Assigned task: Each entry is to be output precisely as it appears.

Input material:
-- -- --
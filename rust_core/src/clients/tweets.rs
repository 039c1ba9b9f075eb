use super::{http_client, send_guarded, AuthTokenProvider, TweetSource};
use crate::circuit_breaker::{ApiCircuitBreaker, ApiCircuitBreakerConfig};
use crate::models::{RawTweetRecord, Tweet};
use anyhow::{anyhow, Context, Result};
use async_trait::async_trait;
use chrono::{DateTime, Utc};
use reqwest::Client;
use serde_json::Value;
use std::sync::Arc;
use tracing::{debug, warn};

/// Tweet backlog served by the game backend
#[derive(Clone)]
pub struct HttpTweetSource {
    client: Client,
    base_url: String,
    auth: Arc<dyn AuthTokenProvider>,
    circuit_breaker: Arc<ApiCircuitBreaker>,
}

impl std::fmt::Debug for HttpTweetSource {
    fn fmt(&self, f: &mut std::fmt::Formatter<'_>) -> std::fmt::Result {
        f.debug_struct("HttpTweetSource")
            .field("base_url", &self.base_url)
            .field("circuit_breaker_state", &self.circuit_breaker.state())
            .finish()
    }
}

impl HttpTweetSource {
    pub fn new(
        base_url: &str,
        auth: Arc<dyn AuthTokenProvider>,
        config: ApiCircuitBreakerConfig,
    ) -> Self {
        Self {
            client: http_client(),
            base_url: base_url.trim_end_matches('/').to_string(),
            auth,
            circuit_breaker: Arc::new(ApiCircuitBreaker::new("tweets", config)),
        }
    }

    async fn token(&self) -> Result<String> {
        self.auth
            .auth_token()
            .await?
            .ok_or_else(|| anyhow!("You must be logged in to access the moderation panel"))
    }
}

#[async_trait]
impl TweetSource for HttpTweetSource {
    async fn fetch_tweets(&self, hashtag: Option<&str>) -> Result<Vec<Tweet>> {
        let token = self.token().await?;

        let mut request = self
            .client
            .get(format!("{}/api/protected/tweets", self.base_url))
            .bearer_auth(token);
        if let Some(tag) = hashtag {
            request = request.query(&[("hashtag", tag)]);
        }

        let resp = send_guarded(&self.circuit_breaker, request, "tweet API").await?;
        if !resp.status().is_success() {
            return Err(anyhow!("tweet API returned status: {}", resp.status()));
        }
        let body: Value = resp.json().await.context("invalid tweet payload")?;
        let tweets = parse_tweet_payload(body, Utc::now())?;
        debug!("Fetched {} tweets (hashtag={:?})", tweets.len(), hashtag);
        Ok(tweets)
    }
}

/// Normalise the backend body: a bare array of records or `{ "tweets": [...] }`
pub fn parse_tweet_payload(body: Value, now: DateTime<Utc>) -> Result<Vec<Tweet>> {
    let records = match body {
        Value::Array(records) => records,
        Value::Object(mut map) => match map.remove("tweets") {
            Some(Value::Array(records)) => records,
            _ => return Err(anyhow!("tweet payload has no tweets array")),
        },
        other => return Err(anyhow!("unexpected tweet payload: {}", other)),
    };

    let tweets = records
        .into_iter()
        .enumerate()
        .filter_map(|(index, record)| match serde_json::from_value::<RawTweetRecord>(record) {
            Ok(raw) => Some(raw.into_tweet(index, now)),
            Err(e) => {
                warn!("Skipping malformed tweet record {}: {}", index, e);
                None
            }
        })
        .collect();
    Ok(tweets)
}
-- -- --
Result of the task:
filename rust_core/src/clients/tweets.rs
repository 039c1ba9b9f075eb
use super::{http_client, send_guarded, AuthTokenProvider, TweetSource};
use crate::circuit_breaker::{ApiCircuitBreaker, ApiCircuitBreakerConfig};
use crate::models::{RawTweetRecord, Tweet};
use anyhow::{anyhow, Context, Result};
use async_trait::async_trait;
use chrono::{DateTime, Utc};
use reqwest::Client;
use serde_json::Value;
use std::sync::Arc;
use tracing::{debug, warn};

/// Tweet backlog served by the game backend
#[derive(Clone)]
pub struct HttpTweetSource {
    client: Client,
    base_url: String,
    auth: Arc<dyn AuthTokenProvider>,
    circuit_breaker: Arc<ApiCircuitBreaker>,
}

impl std::fmt::Debug for HttpTweetSource {
    fn fmt(&self, f: &mut std::fmt::Formatter<'_>) -> std::fmt::Result {
        f.debug_struct("HttpTweetSource")
            .field("base_url", &self.base_url)
            .field("circuit_breaker_state", &self.circuit_breaker.state())
            .finish()
    }
}

impl HttpTweetSource {
    pub fn new(
        base_url: &str,
        auth: Arc<dyn AuthTokenProvider>,
        config: ApiCircuitBreakerConfig,
    ) -> Self {
        Self {
            client: http_client(),
            base_url: base_url.trim_end_matches('/').to_string(),
            auth,
            circuit_breaker: Arc::new(ApiCircuitBreaker::new("tweets", config)),
        }
    }

    async fn token(&self) -> Result<String> {
        self.auth
            .auth_token()
            .await?
            .ok_or_else(|| anyhow!("You must be logged in to access the moderation panel"))
    }
}

#[async_trait]
impl TweetSource for HttpTweetSource {
    async fn fetch_tweets(&self, hashtag: Option<&str>) -> Result<Vec<Tweet>> {
        let token = self.token().await?;

        let mut request = self
            .client
            .get(format!("{}/api/protected/tweets", self.base_url))
            .bearer_auth(token);
        if let Some(tag) = hashtag {
            request = request.query(&[("hashtag", tag)]);
        }

        let resp = send_guarded(&self.circuit_breaker, request, "tweet API").await?;
        if !resp.status().is_success() {
            return Err(anyhow!("tweet API returned status: {}", resp.status()));
        }
        let body: Value = resp.json().await.context("invalid tweet payload")?;
        let tweets = parse_tweet_payload(body, Utc::now())?;
        debug!("Fetched {} tweets (hashtag={:?})", tweets.len(), hashtag);
        Ok(tweets)
    }
}

/// Normalise the backend body: a bare array of records or `{ "tweets": [...] }`
pub fn parse_tweet_payload(body: Value, now: DateTime<Utc>) -> Result<Vec<Tweet>> {
    let records = match body {
        Value::Array(records) => records,
        Value::Object(mut map) => match map.remove("tweets") {
            Some(Value::Array(records)) => records,
            _ => return Err(anyhow!("tweet payload has no tweets array")),
        },
        other => return Err(anyhow!("unexpected tweet payload: {}", other)),
    };

    let tweets = records
        .into_iter()
        .enumerate()
        .filter_map(|(index, record)| match serde_json::from_value::<RawTweetRecord>(record) {
            Ok(raw) => Some(raw.into_tweet(index, now)),
            Err(e) => {
                warn!("Skipping malformed tweet record {}: {}", index, e);
                None
            }
        })
        .collect();
    Ok(tweets)
}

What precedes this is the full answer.